Depending on the intended contents, different manufacturing techniques and leather treatments are required. Liquids like milk are considered to be ‘thin’ or ‘transparent’, allowing any animal residue to be quickly skimmed off before drinking. The goatskins that are used to make water or milk carriers are often not turned inside out. ‘Thicker’ liquids like curd and porridge are seen as more difficult to filter and demand a cleaner carrier, and skins are turned inside out after being treated.
It takes a minimum of two weeks to make a Soumaley. A plastic jerrycan bought in Dori can be used as soon as it is purchased but, despite the time it takes to produce, the goatskin vessels are widely considered to be better technologies and more efficient water coolers. While plastic canisters are widely seen to cool less with age, the animal skins are understood to cool more as they become old. They can last for up to three years but require care and maintenance. Before they can be used a dry and rigid skin must be carefully wetted, to prevent it breaking as it fills with water. If the skin is damaged or pierced it can be repaired. A little cooked rice applied onto the surface of the skin works as an adhesive, and a new square of leather can be stuck on top and stitched in place. One of the risks is the camp water itself. For some refugees in Goudoubo, the pumped water in the camp is so hot that it risks damaging these highly regarded devices.
The leather water cooler is also associated with cleanliness and hygiene. In contrast to water stored in an open, earthenware pot, it is seen to reduce potential risks from waterborne disease by preventing children from touching the water with dirty hands.
In Goudoubo leather water vessels are desirable objects and the people who make them are acutely aware of their value on the market or as objects to exchange. During 2016, for example, one skilled craftswoman made two goatskin water coolers that she bartered for other goods, exchanging one for a hijab and one for a blanket.
Such examples of local leather production are increasingly rare within Goudoubo, however, for many of the camp’s inhabitants goats are more valuable alive than dead. Each week, refugees can be found at the nearby cattle market of Seydou, exchanging goats for cash to buy rice, oil and other basic provisions. At a time of scarcity, leather is a relative luxury and the raw materials for a goatskin water cooler are less widely available.
Beyond cooling
As the following chapters show, these simple homemade coolers connect water storage and refrigeration to other kinds of energy object. People transport plastic water carriers filled with water around the camp in wheelbarrows that have been upcycled from old or unused solar cookers (see Chapter 4) and these same wheelbarrows are also used to carry gas canisters into and around the camp (see Chapter 7).
13 See UNHCR Emergency water standards, https://emergency.unhcr.org/entry/93422/emergency-water-standard.
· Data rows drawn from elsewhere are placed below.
//! UI rendering for issuemark.
//!
//! `render()` is the single entry point, called from the event loop's
//! `terminal.draw()` closure. Layout arithmetic lives in `layout.rs`; each
//! panel has its own module.

mod layout;
pub mod details;
pub mod help;
pub mod keybindings;
pub mod sidebar;
pub mod source_view;

use ratatui::{Frame, style::Style, widgets::Block};

use crate::app::{AppState, Mode};
use crate::theme::Theme;
use layout::{compute_layout, inner_rect, render_status_bar};

/// Renders one complete frame: sidebar, source, details, status bar, and the
/// help overlay on top when it is open.
///
/// Viewport heights and panel rects are written back into `state` so the next
/// keypress can size page scrolls and hit-test mouse clicks.
pub fn render(frame: &mut Frame, state: &mut AppState, theme: &Theme) {
    frame.render_widget(Block::default().style(Style::default().bg(theme.background)), frame.area());

    let [left, center, right, status_bar] = compute_layout(frame, state);

    state.sidebar_viewport_height = inner_rect(left).height;
    state.source_viewport_height = inner_rect(center).height;
    state.details_viewport_height = inner_rect(right).height;
    state.panel_rects = [left, center, right];

    let focus = state.focus;

    if left.width > 0 {
        sidebar::render_sidebar(frame, left, focus, state, theme);
    } else {
        state.sidebar_list_area = Default::default();
    }

    source_view::render_source(frame, center, focus, state, theme);

    if right.width > 0 {
        details::render_details(frame, right, focus, state, theme);
    }

    render_status_bar(frame, status_bar, state, theme);

    if state.mode == Mode::HelpOverlay {
        help::render_help_overlay(frame, theme, state.help_scroll);
    }
}
//! Integration test for the SQLite-backed key-value store and the cache and
//! settings layered on it.

use std::collections::HashMap;
use std::sync::Arc;

use issuemark_core::cache::CacheStore;
use issuemark_core::db::{self, SqliteKv};
use issuemark_core::kv::KvStore;
use issuemark_core::settings::{AnnotationPointer, Settings};
use issuemark_core::types::{Issue, IssueState};
use serde_json::json;

fn temp_db_path() -> String {
    let dir = tempfile::TempDir::new().unwrap();
    let path = dir.keep().join("test.db");
    path.to_string_lossy().to_string()
}

fn open_issue(number: u64, body: &str) -> Issue {
    Issue {
        number,
        title: format!("issue {number}"),
        body: Some(body.to_owned()),
        state: IssueState::Open,
        html_url: format!("https://github.com/o/r/issues/{number}"),
        is_pull_request: false,
    }
}

#[tokio::test]
async fn full_kv_lifecycle() {
    let path = temp_db_path();
    let conn = db::open_db(&path).await.unwrap();

    // Verify schema_version = 1
    let version: i64 = conn
        .call(|db| {
            Ok::<_, rusqlite::Error>(db.query_row(
                "SELECT MAX(version) FROM schema_version",
                [],
                |r| r.get(0),
            )?)
        })
        .await
        .unwrap();
    assert_eq!(version, 1, "schema_version should be 1");

    // Verify WAL mode
    let journal: String = conn
        .call(|db| {
            Ok::<_, rusqlite::Error>(
                db.query_row("PRAGMA journal_mode", [], |r| r.get(0))?,
            )
        })
        .await
        .unwrap();
    assert_eq!(journal, "wal", "journal_mode should be wal");

    let kv = SqliteKv::new(conn.clone());

    // Missing keys are absent, not errors
    let found = kv.get(&["nope"]).await.unwrap();
    assert!(found.is_empty());

    kv.set(HashMap::from([
        ("a".to_owned(), json!(1)),
        ("b".to_owned(), json!({"x": [1, 2]})),
    ]))
    .await
    .unwrap();

    let found = kv.get(&["a", "b", "c"]).await.unwrap();
    assert_eq!(found.len(), 2);
    assert_eq!(found["a"], json!(1));
    assert_eq!(found["b"], json!({"x": [1, 2]}));

    // Overwrite replaces, not appends
    kv.set(HashMap::from([("a".to_owned(), json!("two"))])).await.unwrap();
    let rows: i64 = conn
        .call(|db| {
            Ok::<_, rusqlite::Error>(
                db.query_row("SELECT COUNT(*) FROM kv", [], |r| r.get(0))?,
            )
        })
        .await
        .unwrap();
    assert_eq!(rows, 2, "upsert should not duplicate keys");

    kv.remove(&["b", "never-set"]).await.unwrap();
    let found = kv.get(&["a", "b"]).await.unwrap();
    assert_eq!(found.len(), 1);
    assert_eq!(found["a"], json!("two"));

    // Verify persistence: open a second connection to same DB
    let kv2 = SqliteKv::open(&path).await.unwrap();
    let found = kv2.get(&["a"]).await.unwrap();
    assert_eq!(found["a"], json!("two"), "values should persist across connections");
}

#[tokio::test]
async fn cache_and_settings_survive_reopen() {
    let path = temp_db_path();

    {
        let kv: Arc<dyn KvStore> = Arc::new(SqliteKv::open(&path).await.unwrap());
        let cache = CacheStore::new(Arc::clone(&kv));
        cache
            .put(
                &CacheStore::key("o", "r"),
                &[open_issue(4, "see https://github.com/o/r/blob/main/a.rs#L2")],
            )
            .await;

        let settings = Settings::new(kv);
        settings.set_enabled(false).await;
        settings
            .set_last_clicked(&AnnotationPointer {
                owner: "o".into(),
                repo: "r".into(),
                issue_number: 4,
                file_path: "a.rs".into(),
                line: 2,
            })
            .await;
    }

    let kv: Arc<dyn KvStore> = Arc::new(SqliteKv::open(&path).await.unwrap());
    let cache = CacheStore::new(Arc::clone(&kv));
    let entry = cache.get("issues:o:r").await.expect("entry within ttl");
    assert_eq!(entry.issues.len(), 1);
    assert_eq!(entry.issues[0].number, 4);

    let settings = Settings::new(kv);
    assert!(!settings.is_enabled().await);
    assert_eq!(settings.last_clicked().await.unwrap().line, 2);

    cache.invalidate("issues:o:r").await;
    assert!(cache.get("issues:o:r").await.is_none());
}

#[tokio::test]
async fn open_db_is_idempotent_on_existing_file() {
    let dir = tempfile::TempDir::new().unwrap();
    let path = dir.path().join("again.db").to_string_lossy().to_string();

    let first = SqliteKv::open(&path).await.unwrap();
    first.set(HashMap::from([("k".to_owned(), json!(true))])).await.unwrap();

    // Re-running the migration must not wipe data or add version rows
    let conn = db::open_db(&path).await.unwrap();
    let versions: i64 = conn
        .call(|db| {
            Ok::<_, rusqlite::Error>(
                db.query_row("SELECT COUNT(*) FROM schema_version", [], |r| r.get(0))?,
            )
        })
        .await
        .unwrap();
    assert_eq!(versions, 1);

    let found = SqliteKv::new(conn).get(&["k"]).await.unwrap();
    assert_eq!(found["k"], json!(true));
}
14 On the energy efficiency of water-cooling technologies, see Gill, G., Price, C., English, P. and Eriksson-Lee, J. (2002), ‘Traditional clay pots as storage containers for insulin in hot climates’, Tropical doctor, 32(4), pp. 237–238; Ogle, G. D., Abdullah, M., Mason, D., Januszewski, A. S. and Besançon, S. (2016), ‘Insulin storage in hot climates without refrigeration: temperature reduction efficacy of clay pots and other techniques’, Diabetic Medicine, 33(11), pp. 1544–1553.
15 Smith, A. B. (2005), African Herders: Emergence of Pastoral Traditions, Walnut Creek: Altamira Press.
16 For anthropological descriptions of the gendered division of tanning practices in West Africa, see Hill, P. (1972), Rural Hausa: a village and a setting, Cambridge: Cambridge University Press.